デスクへ戻ると、寿史さんが声をかけてきた。

「とても、やりがいがあります。私、この仕事に懸ける事にしたので」

「懸ける?」

寿史さんが首をかしげた時、外線電話が鳴った。
それと同時に寿史さんも自席に戻る。

「もしもし、坂下です」

ここへかけてくる社外の人は、取引先の担当者くらいだ。
当たり前の様に電話に出ると、そこから聞こえてきた声は、間違いなく美咲さんだった。

「こんにちは。内田です」

「あ、こんにちは•••」

どうしてここに美咲さんが電話をしてくるの?
思わず瞬爾に視線を移したけれど、そんな事に気付くはずもなく、真剣な眼差しでパソコンとにらめっこしている。

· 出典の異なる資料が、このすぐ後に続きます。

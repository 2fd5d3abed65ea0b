//! Status and Metrics Endpoint
//!
//! HTTP endpoint reporting push channel state, dispatcher activity and
//! cache revisions, plus Prometheus metrics.
//!
//! # Endpoints
//!
//! - `GET /health` - JSON status
//! - `GET /healthz` - liveness probe (always OK while the process runs)
//! - `GET /readyz` - readiness probe (OK only while connected)
//! - `GET /metrics` - Prometheus metrics in text format

use std::net::SocketAddr;
use std::sync::Arc;
use std::time::Instant;

use axum::{Json, Router, extract::State, http::StatusCode, response::IntoResponse, routing::get};
use chrono::{DateTime, Utc};
use serde::Serialize;
use tokio::net::TcpListener;
use tokio_util::sync::CancellationToken;

use crate::application::ports::PushChannel;
use crate::application::services::DispatcherStats;
use crate::application::store::SharedSyncStore;
use crate::domain::events::ConnectionState;
use crate::infrastructure::metrics::get_metrics_handle;
use crate::infrastructure::socketio::EventRegistry;

// =============================================================================
// Response Types
// =============================================================================

/// `/health` response body.
#[derive(Debug, Clone, Serialize)]
pub struct HealthResponse {
    /// Overall status.
    pub status: HealthStatus,
    /// Service version.
    pub version: String,
    /// Seconds since the status server state was created.
    pub uptime_secs: u64,
    /// Time of the report.
    pub current_time: DateTime<Utc>,
    /// Push channel state.
    pub connection: ConnectionInfo,
    /// Dispatcher counters.
    pub dispatcher: DispatcherInfo,
    /// Store cell revisions.
    pub cache: CacheInfo,
}

/// Overall health status.
#[derive(Debug, Clone, Copy, PartialEq, Eq, Serialize)]
#[serde(rename_all = "lowercase")]
pub enum HealthStatus {
    /// Connected; events are flowing.
    Healthy,
    /// Connecting or waiting to reconnect.
    Degraded,
    /// Not connected and not trying.
    Unhealthy,
}

impl HealthStatus {
    const fn from_state(state: ConnectionState) -> Self {
        match state {
            ConnectionState::Connected => Self::Healthy,
            ConnectionState::Connecting | ConnectionState::Reconnecting => Self::Degraded,
            ConnectionState::Disconnected => Self::Unhealthy,
        }
    }
}

/// Push channel state.
#[derive(Debug, Clone, Serialize)]
pub struct ConnectionInfo {
    /// State name.
    pub state: &'static str,
    /// Whether events are flowing.
    pub connected: bool,
    /// Most recent session number.
    pub session: u64,
}

/// Dispatcher counters.
#[derive(Debug, Clone, Serialize)]
pub struct DispatcherInfo {
    /// Activation cycles started.
    pub activations: u64,
    /// Activation cycles torn down.
    pub deactivations: u64,
    /// Failed eager overview fetches.
    pub bootstrap_failures: u64,
    /// Handlers currently registered.
    pub registered_handlers: usize,
    /// Handler invocations that failed.
    pub handler_failures: u64,
}

/// Store cell summary.
#[derive(Debug, Clone, Serialize)]
pub struct CacheInfo {
    /// Trades cell revision.
    pub trades_revision: u64,
    /// Trades currently cached.
    pub trades_count: usize,
    /// Refetch toggle revision (number of flips).
    pub refetch_revision: u64,
    /// Overview cell revision.
    pub qtreatz_overview_revision: u64,
    /// Whether an overview is cached.
    pub qtreatz_overview_present: bool,
}

// =============================================================================
// Server State
// =============================================================================

/// Shared state for the status server.
pub struct HealthServerState {
    version: String,
    started_at: Instant,
    channel: Arc<dyn PushChannel>,
    registry: Arc<EventRegistry>,
    stats: Arc<DispatcherStats>,
    store: SharedSyncStore,
}

impl HealthServerState {
    /// Create status server state.
    #[must_use]
    pub fn new(
        version: String,
        channel: Arc<dyn PushChannel>,
        registry: Arc<EventRegistry>,
        stats: Arc<DispatcherStats>,
        store: SharedSyncStore,
    ) -> Self {
        Self {
            version,
            started_at: Instant::now(),
            channel,
            registry,
            stats,
            store,
        }
    }

    /// Build the `/health` body.
    #[must_use]
    pub fn report(&self) -> HealthResponse {
        let status = *self.channel.connection_status().borrow();
        let trades = self.store.trades.snapshot();
        let overview = self.store.qtreatz_overview.snapshot();

        HealthResponse {
            status: HealthStatus::from_state(status.state),
            version: self.version.clone(),
            uptime_secs: self.started_at.elapsed().as_secs(),
            current_time: Utc::now(),
            connection: ConnectionInfo {
                state: status.state.as_str(),
                connected: status.is_connected(),
                session: status.session,
            },
            dispatcher: DispatcherInfo {
                activations: self.stats.activations(),
                deactivations: self.stats.deactivations(),
                bootstrap_failures: self.stats.bootstrap_failures(),
                registered_handlers: self.registry.total_handlers(),
                handler_failures: self.registry.handler_failures(),
            },
            cache: CacheInfo {
                trades_revision: trades.revision,
                trades_count: trades.value.len(),
                refetch_revision: self.store.refetch.revision(),
                qtreatz_overview_revision: overview.revision,
                qtreatz_overview_present: overview.value.is_some(),
            },
        }
    }
}

// =============================================================================
// Health Server
// =============================================================================

/// Status HTTP server.
pub struct HealthServer {
    port: u16,
    state: Arc<HealthServerState>,
    cancel: CancellationToken,
}

impl HealthServer {
    /// Create a status server.
    #[must_use]
    pub const fn new(port: u16, state: Arc<HealthServerState>, cancel: CancellationToken) -> Self {
        Self {
            port,
            state,
            cancel,
        }
    }

    /// Router with all status routes.
    #[must_use]
    pub fn router(state: Arc<HealthServerState>) -> Router {
        Router::new()
            .route("/health", get(health_handler))
            .route("/healthz", get(liveness_handler))
            .route("/readyz", get(readiness_handler))
            .route("/metrics", get(metrics_handler))
            .with_state(state)
    }

    /// Serve until cancelled.
    ///
    /// # Errors
    ///
    /// Returns `HealthServerError` if binding fails or the server stops
    /// with an error.
    pub async fn run(self) -> Result<(), HealthServerError> {
        let addr = SocketAddr::from(([0, 0, 0, 0], self.port));
        let listener = TcpListener::bind(addr)
            .await
            .map_err(|e| HealthServerError::BindFailed(self.port, e.to_string()))?;

        tracing::info!(port = self.port, "Status server listening");
        self.serve(listener).await
    }

    /// Serve on an already bound listener until cancelled.
    ///
    /// # Errors
    ///
    /// Returns `HealthServerError::ServerFailed` if the server stops with
    /// an error.
    pub async fn serve(self, listener: TcpListener) -> Result<(), HealthServerError> {
        axum::serve(listener, Self::router(self.state))
            .with_graceful_shutdown(self.cancel.cancelled_owned())
            .await
            .map_err(|e| HealthServerError::ServerFailed(e.to_string()))?;

        tracing::info!("Status server stopped");
        Ok(())
    }
}

// =============================================================================
// HTTP Handlers
// =============================================================================

async fn health_handler(State(state): State<Arc<HealthServerState>>) -> impl IntoResponse {
    let response = state.report();
    let status_code = match response.status {
        HealthStatus::Healthy | HealthStatus::Degraded => StatusCode::OK,
        HealthStatus::Unhealthy => StatusCode::SERVICE_UNAVAILABLE,
    };
    (status_code, Json(response))
}

async fn liveness_handler() -> impl IntoResponse {
    (StatusCode::OK, "OK")
}

async fn readiness_handler(State(state): State<Arc<HealthServerState>>) -> impl IntoResponse {
    if state.channel.is_connected() {
        (StatusCode::OK, "READY")
    } else {
        (StatusCode::SERVICE_UNAVAILABLE, "NOT READY")
    }
}

async fn metrics_handler() -> impl IntoResponse {
    get_metrics_handle().map_or_else(
        || {
            (
                StatusCode::SERVICE_UNAVAILABLE,
                [("content-type", "text/plain")],
                "Metrics not initialized".to_string(),
            )
        },
        |handle| {
            (
                StatusCode::OK,
                [("content-type", "text/plain; version=0.0.4; charset=utf-8")],
                handle.render(),
            )
        },
    )
}

// =============================================================================
// Errors
// =============================================================================

/// Status server errors.
#[derive(Debug, thiserror::Error)]
pub enum HealthServerError {
    /// Failed to bind to port.
    #[error("failed to bind to port {0}: {1}")]
    BindFailed(u16, String),

    /// Server error.
    #[error("server error: {0}")]
    ServerFailed(String),
}

#[cfg(test)]
mod tests {
    use serde_json::json;
    use tokio::sync::watch;

    use super::*;
    use crate::application::ports::{EventHandler, Subscription};
    use crate::application::store::SyncStore;
    use crate::domain::events::ConnectionStatus;
    use crate::domain::market::QTreatzOverview;

    struct StaticChannel(watch::Sender<ConnectionStatus>);

    impl PushChannel for StaticChannel {
        fn connection_status(&self) -> watch::Receiver<ConnectionStatus> {
            self.0.subscribe()
        }

        fn on(&self, event: &str, _handler: EventHandler) -> Subscription {
            Subscription::new(event, || {})
        }
    }

    fn state(status: ConnectionStatus) -> (Arc<HealthServerState>, SharedSyncStore) {
        let store = Arc::new(SyncStore::new());
        let state = HealthServerState::new(
            "test".to_string(),
            Arc::new(StaticChannel(watch::Sender::new(status))),
            Arc::new(EventRegistry::new()),
            Arc::new(DispatcherStats::default()),
            Arc::clone(&store),
        );
        (Arc::new(state), store)
    }

    #[test]
    fn health_status_serialization() {
        assert_eq!(
            serde_json::to_string(&HealthStatus::Healthy).unwrap(),
            "\"healthy\""
        );
        assert_eq!(
            serde_json::to_string(&HealthStatus::Unhealthy).unwrap(),
            "\"unhealthy\""
        );
    }

    #[test]
    fn status_follows_connection_state() {
        assert_eq!(
            HealthStatus::from_state(ConnectionState::Connected),
            HealthStatus::Healthy
        );
        assert_eq!(
            HealthStatus::from_state(ConnectionState::Reconnecting),
            HealthStatus::Degraded
        );
        assert_eq!(
            HealthStatus::from_state(ConnectionState::Disconnected),
            HealthStatus::Unhealthy
        );
    }

    #[test]
    fn report_includes_cache_revisions() {
        let (state, store) = state(ConnectionStatus::connected(3));
        store.flip_refetch();
        store.flip_refetch();
        store.replace_qtreatz_overview(
            QTreatzOverview::from_payload(Some(&json!({ "totalPool": 1 }))).unwrap(),
        );

        let report = state.report();
        assert_eq!(report.status, HealthStatus::Healthy);
        assert_eq!(report.connection.session, 3);
        assert_eq!(report.cache.refetch_revision, 2);
        assert!(report.cache.qtreatz_overview_present);
        assert_eq!(report.cache.trades_count, 0);
    }

    #[tokio::test]
    async fn readiness_requires_connection() {
        let (connected, _) = state(ConnectionStatus::connected(1));
        let response = readiness_handler(State(connected)).await.into_response();
        assert_eq!(response.status(), StatusCode::OK);

        let (disconnected, _) = state(ConnectionStatus::default());
        let response = readiness_handler(State(disconnected)).await.into_response();
        assert_eq!(response.status(), StatusCode::SERVICE_UNAVAILABLE);
    }

    #[tokio::test]
    async fn health_is_unavailable_while_disconnected() {
        let (state, _) = state(ConnectionStatus::default());
        let response = health_handler(State(state)).await.into_response();
        assert_eq!(response.status(), StatusCode::SERVICE_UNAVAILABLE);
    }
}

「今回、担当者の一人があなただって聞いたから、ご挨拶に。よろしくね」

「はい。よろしくお願いします」

まさか、本当に挨拶の為だけに電話してきたわけはないだろうに。
すると案の定、美咲さんが言ったのだった。

「私ね、坂下さんに頼みたい仕事があるの。だから、今日こちらに来れるかしら?」

「えっ!?それは•••。私の裁量では決められません。伊藤課長に相談してからでないと」

やっぱり、こういう事が目的か。
だいたい、私に頼みたい仕事とは何か。
はっきり言って、F企画については素人同然だ。
普通に考えたら、私に頼もうとなんて思わないはずなのに。

「そう。じゃあ、瞬爾に回してもらえる?直接交渉するわ」

「分かりました」

そこまでして、私にさせたい仕事とは何か。
腑に落ちないながらも、内線で瞬爾を呼び出す。

「はい、伊藤です」

「坂下です。F企画の内田さんからお電話です」

「内田?あ、ああ。ありがとう、回して」

瞬爾も驚いていていた。
やっぱり、美咲さんの単独嫌がらせに違いない。
苛立ちを少し覚えながらも、受話器を静かに置く。
とはいえ、瞬爾の声を聞くと少しは怒りも収まったのだった。

美咲さんの嫌がらせだろうと、逃げずに受けなければいけない。
全ては、瞬爾へ想いを伝える為だ。